Progressing From Risk Factors to Omics

Peter W.F. Wilson, MD

From the EPICORE, Emory University School of Medicine, and the Atlanta VAMC Epidemiology and Genetics Section, Atlanta, Ga.

Correspondence to Peter W.F. Wilson, MD, EPICORE, Suite 1 North, Emory University School of Medicine, 1256 Briarcliff Rd, Atlanta, GA 30306. E-mail peter.wf.wilson@emory.edu

Key Words: coronary disease • epidemiology • genetics • risk factors • proteomics


An extract of the first 250 words of the full text is provided, because this article has no abstract.
 


    Introduction
 
Many factors contribute to the development of clinical atherosclerotic disease in adults.
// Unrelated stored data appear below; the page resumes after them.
use crate::modules::reservations::adapters::outbound::projections::{
    MembershipProjectionRepository, WatermarkRepository,
};
use crate::modules::reservations::use_cases::list_reservations_by_user::projection::{
    MembershipRow, MembershipView,
};
use crate::modules::reservations::use_cases::list_reservations_by_user::queries_port::MembershipQueries;
use std::collections::HashMap;
use tokio::sync::RwLock;

#[derive(Default)]
pub struct InMemoryProjections {
    rows: RwLock<HashMap<(String, String), MembershipRow>>,
    watermark: RwLock<HashMap<String, String>>,
    is_offline: bool,
}

impl InMemoryProjections {
    pub fn new() -> Self {
        Self::default()
    }

    pub fn toggle_offline(&mut self) {
        self.is_offline = !self.is_offline;
    }
}

#[async_trait::async_trait]
impl MembershipProjectionRepository for InMemoryProjections {
    async fn upsert(&self, row: MembershipRow) -> anyhow::Result<()> {
        if self.is_offline {
            return Err(anyhow::anyhow!("Projections repository offline"));
        }

        let mut guard = self.rows.write().await;
        guard.insert((row.user_id.clone(), row.event_id.clone()), row);
        Ok(())
    }

    async fn remove(&self, user_id: &str, event_id: &str) -> anyhow::Result<()> {
        if self.is_offline {
            return Err(anyhow::anyhow!("Projections repository offline"));
        }

        self.rows
            .write()
            .await
            .remove(&(user_id.to_string(), event_id.to_string()));
        Ok(())
    }
}

#[async_trait::async_trait]
impl WatermarkRepository for InMemoryProjections {
    async fn get(&self, name: &str) -> anyhow::Result<Option<String>> {
        if self.is_offline {
            return Err(anyhow::anyhow!("Watermark repository offline"));
        }

        Ok(self.watermark.read().await.get(name).cloned())
    }

    async fn set(&self, name: &str, last: &str) -> anyhow::Result<()> {
        if self.is_offline {
            return Err(anyhow::anyhow!("Watermark repository offline"));
        }

        self.watermark
            .write()
            .await
            .insert(name.to_string(), last.to_string());
        Ok(())
    }
}

#[async_trait::async_trait]
impl MembershipQueries for InMemoryProjections {
    async fn list_by_user_id(&self, user_id: &str) -> anyhow::Result<Vec<MembershipView>> {
        let guard = self.rows.read().await;

        let mut items: Vec<MembershipRow> = guard
            .iter()
            .filter(|((uid, _), _)| uid == user_id)
            .map(|(_, row)| row.clone())
            .collect();

        items.sort_by(|a, b| {
            a.reserved_at
                .cmp(&b.reserved_at)
                .then_with(|| a.event_id.cmp(&b.event_id))
        });
        Ok(items.into_iter().map(MembershipView::from).collect())
    }
}
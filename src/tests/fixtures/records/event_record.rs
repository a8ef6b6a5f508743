use crate::modules::reservations::core::record::EventRecord;
use crate::shared::core::primitives::{EventId, UserId};

pub struct EventRecordBuilder {
    inner: EventRecord,
}

impl EventRecordBuilder {
    pub fn new() -> Self {
        Self {
            inner: EventRecord::new(EventId::from("event-fixed-0001"), 1, 1_700_000_000_000),
        }
    }

    pub fn event_id(mut self, v: impl Into<EventId>) -> Self {
        self.inner.event_id = v.into();
        self
    }

    pub fn capacity(mut self, v: u32) -> Self {
        self.inner.capacity = v;
        self
    }

    /// Seeds the roster as if each user had been admitted in order, so the
    /// revision matches the number of admissions.
    pub fn roster<'a>(mut self, users: impl IntoIterator<Item = &'a str>) -> Self {
        self.inner.roster = users.into_iter().map(UserId::from).collect();
        self.inner.revision = self.inner.roster.len() as i64;
        self
    }

    pub fn build(self) -> EventRecord {
        self.inner
    }
}
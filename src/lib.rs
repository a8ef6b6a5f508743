pub mod shared {
    pub mod core {
        pub mod primitives;
    }
    pub mod infrastructure {
        pub mod intent_outbox;
    }
}

pub mod modules {
    pub mod reservations {
        pub mod core {
            pub mod events;
            pub mod intents;
            pub mod projections;
            pub mod record;
            pub mod state;
        }
        pub mod use_cases {
            pub mod errors;
            pub mod manage_events {
                pub mod command;
                pub mod handler;
                pub mod inbound {
                    pub mod graphql;
                    pub mod http;
                }
            }
            pub mod reserve_seat {
                pub mod command;
                pub mod decide;
                pub mod decision;
                pub mod handler;
                pub mod inbound {
                    pub mod graphql;
                    pub mod http;
                }
            }
            pub mod release_seat {
                pub mod command;
                pub mod decide;
                pub mod decision;
                pub mod handler;
                pub mod inbound {
                    pub mod graphql;
                    pub mod http;
                }
            }
            pub mod list_reservations_by_user {
                pub mod handler;
                pub mod inbound {
                    pub mod graphql;
                    pub mod http;
                }
                pub mod projection;
                pub mod queries_port;
            }
        }
        pub mod adapters {
            pub mod outbound {
                pub mod event_records;
                pub mod event_records_in_memory;
                pub mod intent_outbox;
                pub mod projections;
                pub mod projections_in_memory;
            }
        }
    }
}

pub mod shell;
Observational studies conducted from the late 1940s onward have helped us to identify cigarette smoking, cholesterol levels, diabetes, blood pressure, and other factors as important determinants of cardiovascular disease (CVD) outcomes.1,2 The effects are multiplicative. For example, smoking, hypertension, and diabetes each double the risk of a heart attack, and having all 3 factors can lead to a risk that was {approx}8 times that of an adult of similar age and sex who did not have any of the factors.3

A major focus in the earlier population and clinical studies was identification of persons at increased risk before the clinical atherosclerotic event. Less attention has been directed toward other types of events, such as occurrence of a myocardial infarction in persons presenting with chest pain, recurrent CVD events, and long-term vascular disease complications such as cardiac failure. The determinants of these vascular events are likely to include some of the classical risk factors, but new factors will no doubt be important as well.

Improvements in outpatient and inpatient care, diagnosis, and biomarker discovery have reshaped the landscape. It is possible to visualize subclinical CVD with modern atherosclerotic imaging techniques such as carotid intima-media thickness and arterial calcification assessments. Clinical chemists and geneticists identify new biomarkers that promise to help refine assessments of CVD risk, but it is not clear how such tests should be used for research or for clinical care. This article addresses several of the questions . . . [Full Text of this Article]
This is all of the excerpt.